### TASK REQUIREMENTS
Repeat each entry in full, exactly.

### GIVEN ENTRIES
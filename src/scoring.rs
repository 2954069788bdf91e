//! Deterministic scoring layer for the blood pressure load simulator
//!
//! This module maps the five habit levers to an illustrative 0-100 strain
//! score. The frontend renders these pre-computed results rather than doing
//! math itself. Higher score = more load/strain on the blood vessels.

use serde::{Deserialize, Serialize};

use crate::models::{HabitProfile, ProcessedFoods};

/// ---------------------------------------------------------------------------
/// Strain Zones
/// ---------------------------------------------------------------------------

#[derive(Debug, Clone, Copy, PartialEq, Eq, Serialize, Deserialize)]
pub enum StrainZone {
  #[serde(rename = "Lower strain")]
  Lower, // load <= 33
  #[serde(rename = "Moderate strain")]
  Moderate, // load <= 66
  #[serde(rename = "Higher strain")]
  Higher, // load > 66
}

impl StrainZone {
  pub fn from_load(load: i64) -> Self {
    match load {
      l if l <= 33 => StrainZone::Lower,
      l if l <= 66 => StrainZone::Moderate,
      _ => StrainZone::Higher,
    }
  }

  pub fn label(&self) -> &'static str {
    match self {
      StrainZone::Lower => "Lower strain",
      StrainZone::Moderate => "Moderate strain",
      StrainZone::Higher => "Higher strain",
    }
  }

  /// Display color for the gauge bar and the zone title
  pub fn color(&self) -> &'static str {
    match self {
      StrainZone::Lower => "#2E7D32",
      StrainZone::Moderate => "#F9A825",
      StrainZone::Higher => "#C62828",
    }
  }

  /// Background fill for this zone's band on the gauge axis
  pub fn band_color(&self) -> &'static str {
    match self {
      StrainZone::Lower => "#E8F5E9",
      StrainZone::Moderate => "#FFF8E1",
      StrainZone::Higher => "#FFEBEE",
    }
  }

  /// This zone's segment of the 0-100 axis
  pub fn band_range(&self) -> [i64; 2] {
    match self {
      StrainZone::Lower => [0, 33],
      StrainZone::Moderate => [33, 66],
      StrainZone::Higher => [66, 100],
    }
  }

  /// Fixed one-sentence read on what the current mix of habits means
  pub fn insight(&self) -> &'static str {
    match self {
      StrainZone::Lower => {
        "Nice work - this mix of habits generally supports healthier blood pressure and blood vessels."
      }
      StrainZone::Moderate => {
        "You've got some protective habits in place. One small change could meaningfully improve the trend."
      }
      StrainZone::Higher => {
        "This combination can increase strain on blood vessels. The good news: changing just one lever can shift the odds."
      }
    }
  }
}

/// ---------------------------------------------------------------------------
/// Points Table
/// ---------------------------------------------------------------------------

/// Baseline load before any lever is applied
const BASE_POINTS: i64 = 20;

/// Exercise points: more exercise reduces load
fn exercise_points(days: i64) -> i64 {
  match days {
    0 => 10,
    1 => 7,
    2 => 5,
    3 => 3,
    4 | 5 => 1,
    _ => 0, // 6-7
  }
}

/// Sleep points: below 7 increases load; 7-8 neutral; above 8 slightly beneficial
fn sleep_points(hours: f64) -> f64 {
  if hours < 7.0 {
    (7.0 - hours) * 4.0 // up to ~12
  } else if hours <= 8.0 {
    0.0
  } else {
    -1.0
  }
}

fn nicotine_points(nicotine: bool) -> i64 {
  if nicotine {
    12
  } else {
    0
  }
}

/// Stress points, up to ~16. Exact .5 ties round half-to-even; no product of
/// the 0-10 stress domain actually lands on one.
fn stress_points(stress: i64) -> i64 {
  (stress as f64 * 1.6).round_ties_even() as i64
}

/// Round the summed points and clamp into the score range
fn clamp_load(raw: f64) -> i64 {
  (raw.round_ties_even() as i64).clamp(0, 100)
}

/// ---------------------------------------------------------------------------
/// Load Report
/// ---------------------------------------------------------------------------

/// Per-lever contributions to the load score.
///
/// Sleep is the one fractional term; on the 0.5-hour slider grid it is
/// always whole, but off-grid values still sum cleanly.
#[derive(Debug, Clone, Serialize, Deserialize)]
pub struct PointsBreakdown {
  pub base: i64,
  pub exercise: i64,
  pub sleep: f64,
  pub nicotine: i64,
  pub processed_foods: i64,
  pub stress: i64,
}

impl PointsBreakdown {
  pub fn total(&self) -> f64 {
    self.base as f64
      + self.exercise as f64
      + self.sleep
      + self.nicotine as f64
      + self.processed_foods as f64
      + self.stress as f64
  }
}

/// The complete scorer output for one set of lever positions
#[derive(Debug, Clone, Serialize, Deserialize)]
pub struct LoadReport {
  /// Strain score, always clamped to [0, 100]
  pub load: i64,
  pub zone: StrainZone,
  pub insight: String,
  pub opportunity: String,
  pub breakdown: PointsBreakdown,
}

impl LoadReport {
  /// Compute the full report from the current lever positions.
  ///
  /// Pure and stateless: the same profile always produces the same report,
  /// and every widget change triggers a full recomputation.
  pub fn compute(profile: &HabitProfile) -> Self {
    let breakdown = PointsBreakdown {
      base: BASE_POINTS,
      exercise: exercise_points(profile.exercise_days),
      sleep: sleep_points(profile.sleep_hours),
      nicotine: nicotine_points(profile.nicotine),
      processed_foods: profile.processed_foods.points(),
      stress: stress_points(profile.stress),
    };

    let load = clamp_load(breakdown.total());
    let zone = StrainZone::from_load(load);

    Self {
      load,
      zone,
      insight: zone.insight().to_string(),
      opportunity: pick_opportunity(profile).to_string(),
      breakdown,
    }
  }
}

/// ---------------------------------------------------------------------------
/// Biggest Opportunity
/// ---------------------------------------------------------------------------

const OPPORTUNITY_NICOTINE: &str =
  "Biggest opportunity: reducing nicotine use (benefits can happen quickly).";
const OPPORTUNITY_SLEEP: &str =
  "Biggest opportunity: improving sleep by +30-60 minutes consistently.";
const OPPORTUNITY_EXERCISE: &str =
  "Biggest opportunity: add movement - 10-minute walks count.";
const OPPORTUNITY_PROCESSED: &str =
  "Biggest opportunity: swap one processed food per day for a whole-food option.";
const OPPORTUNITY_STRESS: &str =
  "Biggest opportunity: stress recovery - try 2 minutes of slow exhale breathing.";
const OPPORTUNITY_STEADY: &str =
  "You're doing several things that support healthier blood pressure - keep building on what's working.";

/// First matching rule wins; exactly one suggestion per report
fn pick_opportunity(profile: &HabitProfile) -> &'static str {
  if profile.nicotine {
    OPPORTUNITY_NICOTINE
  } else if profile.sleep_hours < 7.0 {
    OPPORTUNITY_SLEEP
  } else if profile.exercise_days < 3 {
    OPPORTUNITY_EXERCISE
  } else if profile.processed_foods == ProcessedFoods::MostDays {
    OPPORTUNITY_PROCESSED
  } else if profile.stress >= 7 {
    OPPORTUNITY_STRESS
  } else {
    OPPORTUNITY_STEADY
  }
}

/// ---------------------------------------------------------------------------
/// Tests
/// ---------------------------------------------------------------------------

### ANSWER TO THE EXERCISE
filename src/scoring.rs
repository 2954069788bdf91e
//! Deterministic scoring layer for the blood pressure load simulator
//!
//! This module maps the five habit levers to an illustrative 0-100 strain
//! score. The frontend renders these pre-computed results rather than doing
//! math itself. Higher score = more load/strain on the blood vessels.

use serde::{Deserialize, Serialize};

use crate::models::{HabitProfile, ProcessedFoods};

/// ---------------------------------------------------------------------------
/// Strain Zones
/// ---------------------------------------------------------------------------

#[derive(Debug, Clone, Copy, PartialEq, Eq, Serialize, Deserialize)]
pub enum StrainZone {
  #[serde(rename = "Lower strain")]
  Lower, // load <= 33
  #[serde(rename = "Moderate strain")]
  Moderate, // load <= 66
  #[serde(rename = "Higher strain")]
  Higher, // load > 66
}

impl StrainZone {
  pub fn from_load(load: i64) -> Self {
    match load {
      l if l <= 33 => StrainZone::Lower,
      l if l <= 66 => StrainZone::Moderate,
      _ => StrainZone::Higher,
    }
  }

  pub fn label(&self) -> &'static str {
    match self {
      StrainZone::Lower => "Lower strain",
      StrainZone::Moderate => "Moderate strain",
      StrainZone::Higher => "Higher strain",
    }
  }

  /// Display color for the gauge bar and the zone title
  pub fn color(&self) -> &'static str {
    match self {
      StrainZone::Lower => "#2E7D32",
      StrainZone::Moderate => "#F9A825",
      StrainZone::Higher => "#C62828",
    }
  }

  /// Background fill for this zone's band on the gauge axis
  pub fn band_color(&self) -> &'static str {
    match self {
      StrainZone::Lower => "#E8F5E9",
      StrainZone::Moderate => "#FFF8E1",
      StrainZone::Higher => "#FFEBEE",
    }
  }

  /// This zone's segment of the 0-100 axis
  pub fn band_range(&self) -> [i64; 2] {
    match self {
      StrainZone::Lower => [0, 33],
      StrainZone::Moderate => [33, 66],
      StrainZone::Higher => [66, 100],
    }
  }

  /// Fixed one-sentence read on what the current mix of habits means
  pub fn insight(&self) -> &'static str {
    match self {
      StrainZone::Lower => {
        "Nice work - this mix of habits generally supports healthier blood pressure and blood vessels."
      }
      StrainZone::Moderate => {
        "You've got some protective habits in place. One small change could meaningfully improve the trend."
      }
      StrainZone::Higher => {
        "This combination can increase strain on blood vessels. The good news: changing just one lever can shift the odds."
      }
    }
  }
}

/// ---------------------------------------------------------------------------
/// Points Table
/// ---------------------------------------------------------------------------

/// Baseline load before any lever is applied
const BASE_POINTS: i64 = 20;

/// Exercise points: more exercise reduces load
fn exercise_points(days: i64) -> i64 {
  match days {
    0 => 10,
    1 => 7,
    2 => 5,
    3 => 3,
    4 | 5 => 1,
    _ => 0, // 6-7
  }
}

/// Sleep points: below 7 increases load; 7-8 neutral; above 8 slightly beneficial
fn sleep_points(hours: f64) -> f64 {
  if hours < 7.0 {
    (7.0 - hours) * 4.0 // up to ~12
  } else if hours <= 8.0 {
    0.0
  } else {
    -1.0
  }
}

fn nicotine_points(nicotine: bool) -> i64 {
  if nicotine {
    12
  } else {
    0
  }
}

/// Stress points, up to ~16. Exact .5 ties round half-to-even; no product of
/// the 0-10 stress domain actually lands on one.
fn stress_points(stress: i64) -> i64 {
  (stress as f64 * 1.6).round_ties_even() as i64
}

/// Round the summed points and clamp into the score range
fn clamp_load(raw: f64) -> i64 {
  (raw.round_ties_even() as i64).clamp(0, 100)
}

/// ---------------------------------------------------------------------------
/// Load Report
/// ---------------------------------------------------------------------------

/// Per-lever contributions to the load score.
///
/// Sleep is the one fractional term; on the 0.5-hour slider grid it is
/// always whole, but off-grid values still sum cleanly.
#[derive(Debug, Clone, Serialize, Deserialize)]
pub struct PointsBreakdown {
  pub base: i64,
  pub exercise: i64,
  pub sleep: f64,
  pub nicotine: i64,
  pub processed_foods: i64,
  pub stress: i64,
}

impl PointsBreakdown {
  pub fn total(&self) -> f64 {
    self.base as f64
      + self.exercise as f64
      + self.sleep
      + self.nicotine as f64
      + self.processed_foods as f64
      + self.stress as f64
  }
}

/// The complete scorer output for one set of lever positions
#[derive(Debug, Clone, Serialize, Deserialize)]
pub struct LoadReport {
  /// Strain score, always clamped to [0, 100]
  pub load: i64,
  pub zone: StrainZone,
  pub insight: String,
  pub opportunity: String,
  pub breakdown: PointsBreakdown,
}

impl LoadReport {
  /// Compute the full report from the current lever positions.
  ///
  /// Pure and stateless: the same profile always produces the same report,
  /// and every widget change triggers a full recomputation.
  pub fn compute(profile: &HabitProfile) -> Self {
    let breakdown = PointsBreakdown {
      base: BASE_POINTS,
      exercise: exercise_points(profile.exercise_days),
      sleep: sleep_points(profile.sleep_hours),
      nicotine: nicotine_points(profile.nicotine),
      processed_foods: profile.processed_foods.points(),
      stress: stress_points(profile.stress),
    };

    let load = clamp_load(breakdown.total());
    let zone = StrainZone::from_load(load);

    Self {
      load,
      zone,
      insight: zone.insight().to_string(),
      opportunity: pick_opportunity(profile).to_string(),
      breakdown,
    }
  }
}

/// ---------------------------------------------------------------------------
/// Biggest Opportunity
/// ---------------------------------------------------------------------------

const OPPORTUNITY_NICOTINE: &str =
  "Biggest opportunity: reducing nicotine use (benefits can happen quickly).";
const OPPORTUNITY_SLEEP: &str =
  "Biggest opportunity: improving sleep by +30-60 minutes consistently.";
const OPPORTUNITY_EXERCISE: &str =
  "Biggest opportunity: add movement - 10-minute walks count.";
const OPPORTUNITY_PROCESSED: &str =
  "Biggest opportunity: swap one processed food per day for a whole-food option.";
const OPPORTUNITY_STRESS: &str =
  "Biggest opportunity: stress recovery - try 2 minutes of slow exhale breathing.";
const OPPORTUNITY_STEADY: &str =
  "You're doing several things that support healthier blood pressure - keep building on what's working.";

/// First matching rule wins; exactly one suggestion per report
fn pick_opportunity(profile: &HabitProfile) -> &'static str {
  if profile.nicotine {
    OPPORTUNITY_NICOTINE
  } else if profile.sleep_hours < 7.0 {
    OPPORTUNITY_SLEEP
  } else if profile.exercise_days < 3 {
    OPPORTUNITY_EXERCISE
  } else if profile.processed_foods == ProcessedFoods::MostDays {
    OPPORTUNITY_PROCESSED
  } else if profile.stress >= 7 {
    OPPORTUNITY_STRESS
  } else {
    OPPORTUNITY_STEADY
  }
}

/// ---------------------------------------------------------------------------
/// Tests
/// ---------------------------------------------------------------------------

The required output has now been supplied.